Status: Complete

Lost in the Weeping Willows

Lost in the lonley trees

I loved trees, they were my best friends. They sat silently as I spoke to them and never made fun of me. Not like people, no people always ridiculed me and found mean things to say. So I was a loner. I lived my days hidden in the trees. I basked in the glory of the trees. They never tried to harm me not the way people did.

The tears strains were still fresh on my face and it stung to cry. I had bruises and cuts from the latest group of assholes who jumped me. My eyes were puffy and swollen and I knew when I got home my dad would give me a speech about ‘maning up.’ Then he would call me a fag and tell me I am not worthy to be the son of an U.S Marine. He would beat me for being a wimp then ground me sending me to my room.

So prolong the painful truth I sit under my trees and tell them what assholes I go to school with. I tell them that Bethany will never notice me. That I will never be able to kiss her supple lips or play with her luscious hair. I will never get to touch her soft breasts or leave a trail of kisses down her body until I reach my sweet destination. No she just thinks I am a loser like everyone else on the cruel planet.

I closed my eyes and I saw her wavy blonde hair and deep sea green eyes. Her olive tone skin and shapely body, I just wanted to touch her. I felt my manhood grow and the thought of her. How was that for manning up? I mentally told my dad. At the thought of him junior receded. I couldn’t blame him I wish I could hide from my dad. He was such a tyrant. I hated him.

I leaned my head against the bark and winced at the pain it caused to shot through my body. I hate those guys I thought as I rubbed the back of my head. It started to rain just my luck I thought just my luck. Now I would dirty my clothes and my dad would roar 'what kind of fag is always dirty?' I sighed my life was a hopeless and sucked so bad.

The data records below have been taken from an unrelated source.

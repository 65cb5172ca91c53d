//! Error types.
//!
//! There are specific types for errors (e.g. [`WrongGeneration`]) and
//! additionally one [`Error`] type that can represent them all. Each error
//! in this module has an `Into<Error>` implementation.
//!
//! None of these conditions mutate the world: an operation that returns an
//! error has not changed any state and has dispatched no events.

use std::error::Error as StdError;
use std::fmt::{Display, Formatter, Result as FmtResult};

use crate::world::{Entity, Generation};

/// The `sparsecs` error type. This is an enum which is able to represent
/// all error types of this library.
#[derive(Debug, Clone, PartialEq, Eq)]
pub enum Error {
    /// An `add_component` for a type the entity already has. The existing
    /// record is untouched.
    AlreadyPresent {
        /// The entity the component was to be attached to.
        entity: Entity,
        /// The component type name, for diagnostics.
        component: &'static str,
    },
    /// A `remove_component` for a type the entity does not have.
    NotPresent {
        /// The entity the component was to be removed from.
        entity: Entity,
        /// The component type name, for diagnostics.
        component: &'static str,
    },
    /// An operation on a dead or stale entity handle.
    WrongGeneration(WrongGeneration),
}

impl Display for Error {
    fn fmt(&self, f: &mut Formatter<'_>) -> FmtResult {
        match self {
            Error::AlreadyPresent { entity, component } => write!(
                f,
                "Entity {:?} already has a `{}` component",
                entity, component
            ),
            Error::NotPresent { entity, component } => {
                write!(f, "Entity {:?} has no `{}` component", entity, component)
            }
            Error::WrongGeneration(e) => write!(f, "Wrong generation: {}", e),
        }
    }
}

impl StdError for Error {
    fn source(&self) -> Option<&(dyn StdError + 'static)> {
        match self {
            Error::WrongGeneration(e) => Some(e),
            _ => None,
        }
    }
}

impl From<WrongGeneration> for Error {
    fn from(e: WrongGeneration) -> Self {
        Error::WrongGeneration(e)
    }
}

/// Wrong generation error.
///
/// Returned when an entity-taking operation is handed a handle whose
/// generation no longer matches the one stored for its index, i.e. the
/// entity has been destroyed (and its index possibly recycled).
#[derive(Debug, Clone, Copy, PartialEq, Eq)]
pub struct WrongGeneration {
    /// The action that failed because of the wrong generation.
    pub action: &'static str,
    /// The actual generation of this index.
    pub actual_gen: Generation,
    /// The entity that has been passed, containing the index and the
    /// invalid generation.
    pub entity: Entity,
}

impl Display for WrongGeneration {
    fn fmt(&self, f: &mut Formatter<'_>) -> FmtResult {
        write!(
            f,
            "Tried to {} entity {:?}, but the generation is wrong; it should be {:?}",
            self.action, self.entity, self.actual_gen
        )
    }
}

impl StdError for WrongGeneration {}
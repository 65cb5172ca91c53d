use crossbeam_queue::SegQueue;

use crate::error::WrongGeneration;
use crate::sparse_set::SparseSet;

/// An index is basically the id of an `Entity`.
///
/// Keeping it 32 bit allows for a single 64 bit word per entity handle.
/// Indices are allocated densely and recycled, so they stay usable as
/// positions into the world's per-entity tables.
pub type Index = u32;

/// `Entity` handle, as seen by the user.
///
/// A handle pairs the table index with the generation it was created under.
/// When an index is recycled the generation is bumped, so handles held
/// across a `destroy_entity` go stale instead of silently aliasing the new
/// entity at the same index.
#[derive(Clone, Copy, Debug, Hash, Eq, Ord, PartialEq, PartialOrd)]
pub struct Entity(Index, Generation);

impl Entity {
    /// Creates a new entity (externally from the ECS).
    #[cfg(test)]
    pub fn new(index: Index, gen: Generation) -> Entity {
        Entity(index, gen)
    }

    /// Returns the index of the `Entity`.
    #[inline]
    pub fn id(&self) -> Index {
        self.0
    }

    /// Returns the `Generation` of the `Entity`.
    #[inline]
    pub fn gen(&self) -> Generation {
        self.1
    }
}

/// Index generation. When a new entity is placed at an old index, it bumps
/// the `Generation` by 1. This allows to avoid using components from the
/// entities that were deleted.
#[derive(Clone, Copy, Debug, Hash, Eq, Ord, PartialEq, PartialOrd)]
pub struct Generation(pub(crate) i32);

impl Generation {
    #[cfg(test)]
    pub fn new(v: i32) -> Self {
        Generation(v)
    }

    /// Returns the id of the generation.
    #[inline]
    pub fn id(&self) -> i32 {
        self.0
    }

    /// Returns `true` if entities of this `Generation` are alive.
    #[inline]
    pub fn is_alive(&self) -> bool {
        self.0 > 0
    }

    /// Kills this `Generation`.
    ///
    /// # Panics
    ///
    /// Panics in debug mode if it's not alive.
    fn die(&mut self) {
        debug_assert!(self.is_alive());
        self.0 = -self.0;
    }

    /// Revives and increments a dead `Generation`.
    ///
    /// # Panics
    ///
    /// Panics in debug mode if it is alive.
    fn raised(self) -> Generation {
        debug_assert!(!self.is_alive());
        Generation(1 - self.0)
    }
}

/// Internally used structure for `Entity` allocation.
///
/// Indices come either from the front of the recycled queue (FIFO, so a
/// burst of destroys is replayed in order) or from the dense counter. The
/// live set and the recycled queue are disjoint at every moment.
pub(crate) struct Allocator {
    generations: Vec<Generation>,
    alive: SparseSet,
    recycled: SegQueue<Index>,
    next: Index,
}

impl Allocator {
    pub fn with_capacity(cap: usize) -> Self {
        Allocator {
            generations: Vec::with_capacity(cap),
            alive: SparseSet::with_capacity(cap),
            recycled: SegQueue::new(),
            next: 0,
        }
    }

    /// Allocate a new entity, preferring a recycled index.
    pub fn allocate(&mut self) -> Entity {
        let index = match self.recycled.pop() {
            Some(index) => index,
            None => {
                let index = self.next;
                self.next += 1;
                index
            }
        };

        while self.generations.len() <= index as usize {
            self.generations.push(Generation(0));
        }
        let gen = self.generations[index as usize].raised();
        self.generations[index as usize] = gen;
        self.alive.insert(index);

        Entity(index, gen)
    }

    /// Kills an entity, making its index available for reuse.
    pub fn kill(&mut self, e: Entity) -> Result<(), WrongGeneration> {
        if !self.is_alive(e) {
            return Err(WrongGeneration {
                action: "destroy",
                actual_gen: self.generation_of(e.id()),
                entity: e,
            });
        }

        self.alive.remove(e.id());
        self.generations[e.id() as usize].die();
        self.recycled.push(e.id());

        Ok(())
    }

    /// Return `true` if the entity is alive.
    #[inline]
    pub fn is_alive(&self, e: Entity) -> bool {
        self.alive.contains(e.id()) && self.generations[e.id() as usize] == e.gen()
    }

    /// Returns the current handle for the given index. There's no guarantee
    /// for validity, meaning the entity could be dead.
    pub fn entity(&self, index: Index) -> Entity {
        let gen = self
            .generations
            .get(index as usize)
            .copied()
            .unwrap_or(Generation(0));
        Entity(index, gen)
    }

    /// The generation currently stored for `index`.
    pub fn generation_of(&self, index: Index) -> Generation {
        self.generations
            .get(index as usize)
            .copied()
            .unwrap_or(Generation(0))
    }

    /// The set of live entity indices.
    #[inline]
    pub fn alive(&self) -> &SparseSet {
        &self.alive
    }
}
//! Runtime configuration for the marketplace client core

use serde::{Deserialize, Serialize};
use std::time::Duration;

/// Platform treasury that receives rental payments (devnet)
pub const PLATFORM_WALLET: &str = "DZKzDMbq3HpwAqP3H9UwKqpgUteLFxGKHVVuFjqoqkXk";

/// Marketplace client configuration
#[derive(Debug, Clone, Serialize, Deserialize)]
pub struct MarketConfig {
    /// JSON-RPC endpoint of the remote ledger
    pub rpc_url: String,
    /// Address receiving rental payments
    pub platform_wallet: String,
    /// Bounded wait for payment confirmation
    pub confirmation_timeout: Duration,
    /// Balance oracle polling interval
    pub balance_poll_interval: Duration,
    /// Rental timer tick interval
    pub timer_tick_interval: Duration,
    /// Maximum rentals kept before eviction kicks in
    pub max_rentals: usize,
    /// Record count retained when storage degrades
    pub degraded_keep_records: usize,
    /// History window retained when storage degrades
    pub degraded_keep_window: Duration,
}

impl Default for MarketConfig {
    fn default() -> Self {
        Self {
            rpc_url: "https://api.devnet.solana.com".to_string(),
            platform_wallet: PLATFORM_WALLET.to_string(),
            confirmation_timeout: Duration::from_secs(30),
            balance_poll_interval: Duration::from_secs(10),
            timer_tick_interval: Duration::from_secs(1),
            max_rentals: 100,
            degraded_keep_records: 50,
            degraded_keep_window: Duration::from_secs(30 * 24 * 3600), // 30 days
        }
    }
}

impl MarketConfig {
    /// Build a config from the environment, falling back to defaults
    pub fn from_env() -> Self {
        let mut config = Self::default();
        if let Ok(url) = std::env::var("DGPU_RPC_URL") {
            config.rpc_url = url;
        }
        if let Ok(wallet) = std::env::var("DGPU_PLATFORM_WALLET") {
            config.platform_wallet = wallet;
        }
        if let Ok(secs) = std::env::var("DGPU_CONFIRM_TIMEOUT_SECS") {
            if let Ok(secs) = secs.parse::<u64>() {
                config.confirmation_timeout = Duration::from_secs(secs);
            }
        }
        config
    }
}

#[cfg(test)]
mod tests {
    use super::*;

    #[test]
    fn test_default_config() {
        let config = MarketConfig::default();
        assert_eq!(config.max_rentals, 100);
        assert_eq!(config.confirmation_timeout, Duration::from_secs(30));
        assert_eq!(config.platform_wallet, PLATFORM_WALLET);
    }
}
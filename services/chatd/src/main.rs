/// chatd - Companion chat backend for the dGPU marketplace
/// Echoes chat messages, or proxies to an LLM inference API when one is
/// configured. Stateless request/response; rental truth never lives here.

use axum::{
    extract::{Json, Path, State},
    http::StatusCode,
    routing::{get, post},
    Router,
};
use serde::{Deserialize, Serialize};
use std::sync::Arc;
use tower_http::cors::CorsLayer;

#[derive(Debug, Deserialize)]
pub struct ChatRequest {
    pub message: String,
}

#[derive(Debug, Serialize)]
pub struct ChatResponse {
    pub response: String,
    pub timestamp: String,
}

#[derive(Debug, Serialize)]
pub struct SessionResponse {
    pub session_id: String,
    pub created_at: String,
}

pub struct AppState {
    llm_url: Option<String>,
    llm_token: Option<String>,
    client: reqwest::Client,
}

impl AppState {
    fn from_env() -> Self {
        AppState {
            llm_url: std::env::var("CHATD_LLM_URL").ok(),
            llm_token: std::env::var("CHATD_LLM_TOKEN").ok(),
            client: reqwest::Client::new(),
        }
    }

    async fn generate_response(&self, message: &str) -> String {
        let url = match &self.llm_url {
            Some(url) => url,
            None => return echo_response(message),
        };

        let mut request = self
            .client
            .post(url)
            .json(&serde_json::json!({ "inputs": message }));
        if let Some(token) = &self.llm_token {
            request = request.bearer_auth(token);
        }

        match request.send().await {
            Ok(response) => {
                let body: serde_json::Value = response.json().await.unwrap_or_default();
                body.pointer("/0/generated_text")
                    .and_then(serde_json::Value::as_str)
                    .map(str::to_string)
                    .unwrap_or_else(|| echo_response(message))
            }
            Err(e) => {
                println!("LLM upstream error: {}", e);
                echo_response(message)
            }
        }
    }
}

/// Fallback when no LLM upstream is configured or reachable
fn echo_response(message: &str) -> String {
    let lower = message.to_lowercase();
    if lower.contains("gpu") || lower.contains("rent") {
        format!(
            "Looking for compute? Browse the marketplace listings and pick a GPU that fits your budget. You said: {}",
            message
        )
    } else {
        format!("Echo: {}", message)
    }
}

async fn chat(
    State(state): State<Arc<AppState>>,
    Json(req): Json<ChatRequest>,
) -> Result<Json<ChatResponse>, StatusCode> {
    if req.message.trim().is_empty() {
        return Err(StatusCode::BAD_REQUEST);
    }

    let response = state.generate_response(&req.message).await;
    Ok(Json(ChatResponse {
        response,
        timestamp: chrono::Utc::now().to_rfc3339(),
    }))
}

async fn create_session() -> Json<SessionResponse> {
    Json(SessionResponse {
        session_id: uuid::Uuid::new_v4().to_string(),
        created_at: chrono::Utc::now().to_rfc3339(),
    })
}

async fn get_session(Path(id): Path<String>) -> Json<SessionResponse> {
    // sessions are stubs: nothing is stored between requests
    Json(SessionResponse {
        session_id: id,
        created_at: chrono::Utc::now().to_rfc3339(),
    })
}

fn app(state: Arc<AppState>) -> Router {
    Router::new()
        .route("/chat", post(chat))
        .route("/session", post(create_session))
        .route("/session/:id", get(get_session))
        .route("/health", get(|| async { "OK" }))
        .layer(CorsLayer::permissive())
        .with_state(state)
}

#[tokio::main]
async fn main() {
    let state = Arc::new(AppState::from_env());
    let port = std::env::var("CHATD_PORT").unwrap_or_else(|_| "8090".to_string());
    let addr = format!("0.0.0.0:{}", port);

    println!("chatd starting on :{}", port);

    let listener = tokio::net::TcpListener::bind(&addr).await.unwrap();
    axum::serve(listener, app(state)).await.unwrap();
}
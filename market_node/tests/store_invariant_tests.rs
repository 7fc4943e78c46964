//! Record store invariants: eviction preference, forward-only status,
//! degraded-capacity fallback, fixed pricing

mod common;

use anyhow::Result;
use chrono::{Duration as ChronoDuration, Utc};
use common::*;
use dgpu_market_node::config::MarketConfig;
use dgpu_market_node::ledger::LedgerClient;
use dgpu_market_node::rental::{RentalRecord, RentalStatus, RentalStore, StoreError};
use dgpu_market_node::storage::{KvStorage, MemoryKvStorage};
use proptest::prelude::*;
use std::sync::Arc;

fn record(id: &str, status: RentalStatus, age_hours: i64) -> RentalRecord {
    let mut r = RentalRecord::new_active(gpu(0.5), 1, 0.5, PAYER.to_string(), id.to_string());
    r.status = status;
    r.started_at = Utc::now() - ChronoDuration::hours(age_hours);
    r
}

fn store_with(config: MarketConfig, storage: Arc<MemoryKvStorage>) -> RentalStore {
    let ledger: Arc<dyn LedgerClient> = Arc::new(MockLedger::with_balance(0.0));
    let storage_dyn: Arc<dyn KvStorage> = storage;
    RentalStore::new(storage_dyn, ledger, &config)
}

#[tokio::test]
async fn test_eviction_prefers_oldest_non_active() -> Result<()> {
    let config = MarketConfig {
        max_rentals: 5,
        ..MarketConfig::default()
    };
    let store = store_with(config, Arc::new(MemoryKvStorage::new()));

    store.create(record("r1-active", RentalStatus::Active, 50)).await?; // oldest
    store.create(record("r2-done", RentalStatus::Completed, 40)).await?;
    store.create(record("r3-active", RentalStatus::Active, 30)).await?;
    store.create(record("r4-done", RentalStatus::Expired, 20)).await?;
    store.create(record("r5-done", RentalStatus::Completed, 10)).await?;

    // at the cap: the oldest NON-active record goes, not the older active
    store.create(record("r6-new", RentalStatus::Active, 0)).await?;

    let ids: Vec<String> = store.list_all().await?.into_iter().map(|r| r.id).collect();
    assert_eq!(ids.len(), 5);
    assert!(ids.contains(&"r1-active".to_string()));
    assert!(!ids.contains(&"r2-done".to_string()));
    assert!(ids.contains(&"r6-new".to_string()));
    Ok(())
}

#[tokio::test]
async fn test_eviction_falls_back_to_oldest_active() -> Result<()> {
    let config = MarketConfig {
        max_rentals: 3,
        ..MarketConfig::default()
    };
    let store = store_with(config, Arc::new(MemoryKvStorage::new()));

    store.create(record("a1", RentalStatus::Active, 30)).await?;
    store.create(record("a2", RentalStatus::Active, 20)).await?;
    store.create(record("a3", RentalStatus::Active, 10)).await?;

    store.create(record("a4", RentalStatus::Active, 0)).await?;

    let ids: Vec<String> = store.list_all().await?.into_iter().map(|r| r.id).collect();
    assert_eq!(ids.len(), 3);
    // only when every record is active does the oldest active go
    assert!(!ids.contains(&"a1".to_string()));
    Ok(())
}

#[tokio::test]
async fn test_status_transitions_are_forward_only() -> Result<()> {
    let store = store_with(MarketConfig::default(), Arc::new(MemoryKvStorage::new()));
    store.create(record("r1", RentalStatus::Active, 1)).await?;

    assert!(store.update_status("r1", RentalStatus::Expired).await?);

    // no resurrection, no terminal-to-terminal hop
    assert!(!store.update_status("r1", RentalStatus::Active).await?);
    assert!(!store.update_status("r1", RentalStatus::Completed).await?);
    assert_eq!(
        store.get("r1").await?.unwrap().status,
        RentalStatus::Expired
    );

    // repeating the applied transition is a no-op as well
    assert!(!store.update_status("r1", RentalStatus::Expired).await?);
    Ok(())
}

#[tokio::test]
async fn test_update_status_unknown_record() {
    let store = store_with(MarketConfig::default(), Arc::new(MemoryKvStorage::new()));
    let err = store
        .update_status("missing", RentalStatus::Expired)
        .await
        .unwrap_err();
    assert!(matches!(err, StoreError::NotFound(_)));
}

#[tokio::test]
async fn test_quota_exhaustion_degrades_without_losing_new_rental() -> Result<()> {
    // storage only holds 3 entries; the store must shrink history to
    // land the in-flight rental instead of failing it
    let config = MarketConfig {
        max_rentals: 10,
        degraded_keep_records: 1,
        ..MarketConfig::default()
    };
    let store = store_with(config, Arc::new(MemoryKvStorage::with_capacity_limit(3)));

    store.create(record("old1", RentalStatus::Completed, 30)).await?;
    store.create(record("old2", RentalStatus::Completed, 20)).await?;
    store.create(record("old3", RentalStatus::Completed, 10)).await?;

    let outcome = store.create(record("fresh", RentalStatus::Active, 0)).await?;
    assert!(outcome.degraded, "write should have degraded storage");

    let ids: Vec<String> = store.list_all().await?.into_iter().map(|r| r.id).collect();
    assert!(ids.contains(&"fresh".to_string()));
    assert!(ids.len() <= 3);
    Ok(())
}

#[tokio::test]
async fn test_listing_is_newest_first_per_address() -> Result<()> {
    let store = store_with(MarketConfig::default(), Arc::new(MemoryKvStorage::new()));
    store.create(record("old", RentalStatus::Completed, 10)).await?;
    store.create(record("new", RentalStatus::Active, 1)).await?;

    let mut other = record("other", RentalStatus::Active, 0);
    other.renter_address = "someone-else".to_string();
    store.create(other).await?;

    let records = store.list_by_address(&PAYER.to_string()).await?;
    let ids: Vec<&str> = records.iter().map(|r| r.id.as_str()).collect();
    assert_eq!(ids, vec!["new", "old"]);
    Ok(())
}

fn status_strategy() -> impl Strategy<Value = RentalStatus> {
    prop_oneof![
        Just(RentalStatus::Active),
        Just(RentalStatus::Completed),
        Just(RentalStatus::Expired),
    ]
}

proptest! {
    #[test]
    fn prop_price_is_exact_and_fixed(price_per_hour in 0.0f64..10.0, hours in 1u32..200) {
        let mut resource = gpu(price_per_hour);
        let price = resource.price_per_hour * hours as f64;
        let record = RentalRecord::new_active(
            resource.clone(),
            hours,
            price,
            PAYER.to_string(),
            "sig".to_string(),
        );
        prop_assert_eq!(record.price, price_per_hour * hours as f64);

        // a later catalog price change never reprices the record
        resource.price_per_hour *= 3.0;
        prop_assert_eq!(record.price, price_per_hour * hours as f64);
    }

    #[test]
    fn prop_terminal_states_never_move(from in status_strategy(), to in status_strategy()) {
        if from != RentalStatus::Active {
            prop_assert!(!from.can_transition_to(to));
        }
        // and nothing ever transitions to active
        prop_assert!(!from.can_transition_to(RentalStatus::Active));
    }
}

My mom bailed on my dad because he was such a dick. She never turned back once. I was only five. They say I have her calming honey eyes. They also say that I have her untamable orange hair. I had her freckles that were sprinkled across my face. My dad hated it. He hated anything that had to do with her, which is how I knew that he hated me.

The wind rustled my trees leaves and I listened to the sweet sounds. It soothed me a little but that was all it could do. At this point I was branded a loser in everyway. Even the nerds laughed at me and took turns throwing things at me or just plain beating me up. I had lost all hope of ever being cool and I knew I would die a virgin. The purest man on earth. I had never even been kissed for god’s sake. The thought of death warmed me. A sweet escape from the confines of this hell. I would rather be dead then anyway near this place. If it wasn’t for my trees I would have died a long long ago.

I sat a while longer and thought about why I still lived. I had no hope anymore so I might as well die. I could end it here today. No one would notice for days. They wouldn’t miss me. They wouldn’t even know where to look for my body. Not that they would care enough to even look. I had a rope in my bag just in case the day came. So yeah I thought about this before. A lot for that matter, all the damn time. I dream of it too and don’t think I always carry I rope around, nope. Yesterday I was tied up by this gay who stuck his dick in my mouth, which I then bite, and then he ran away. So I kept the damn rope, and good thing I did too.

I took the rope out of my backpack and tied it to the steadiest branch I could find. I tested it by swinging back and forth on it. It was steady and could hold me. I made a noose slipped my head into it and then jumped. That was when my trees began to weep; my sweet trees covered my body with the leaves in my last moments. It took a while and my miserable as fuck life did flash before me eyes although I rather if it didn’t and then it ended. My trees blocking my views from any eyes. Today you call my trees the weeping willows.